2.2 optical flow study

  The most sophisticated optical flow calculated using variational method Horn-Schunck introduced. Wherein the matching process is often used for small, fast moving objects. However, this method needs to be optimized for complex objective function, it is usually a large computing overhead. Computing optical flow method is often limited to a few learning parameters.
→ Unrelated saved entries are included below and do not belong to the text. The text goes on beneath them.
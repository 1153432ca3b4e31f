//! Link-layer frames used by the ARP probe round.

pub mod arp;
pub mod ethernet;

pub const ETH_HDR_LEN: usize = 14;
pub const ARP_LEN: usize = 28;
pub const MIN_ETH_FRAME_NO_FCS: usize = 60;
  In recent years, CNN's model is based on more and more popular in terms of optical flow between the input learning image. 多索维斯基, who developed two network architectures: FlowNetS and FlowNetC, and demonstrated the feasibility of using optical flow model CNN learned from two input images mapped to. Yi Erji et al FlowNetS further use as a base block and FlowNetC larger network FlowNet2 designed to achieve better performance. Recently proposed two methods to build the classical principle of the optical flow algorithm into the network, compared with FlowNet2, this method achieves better results, and requires less calculation amount.

  In addition to supervised learning method, the scholars also explore ways to use unsupervised learning CNN optical flow. The main idea is to use an optical flow predicted distorted input image to another. Loss of function reconstruction error is training network. Furthermore, one memory module scholars have also been proposed, the memory modules is not only considered two, but saved time information of the video sequence. Similar to our work, Liang et al on the video frame by inference, to train the optical flow, but their training methods used EpicFlow method as an additional objective function.

3 proposed method

  In this section, we first introduce the intermediate frame based on optical flows synthesized in Section 3.1. Then, we will explain our optical flow calculation and interpolation optical flow network detail in Section 3.2. In 3.3, we define a loss function used to train the network.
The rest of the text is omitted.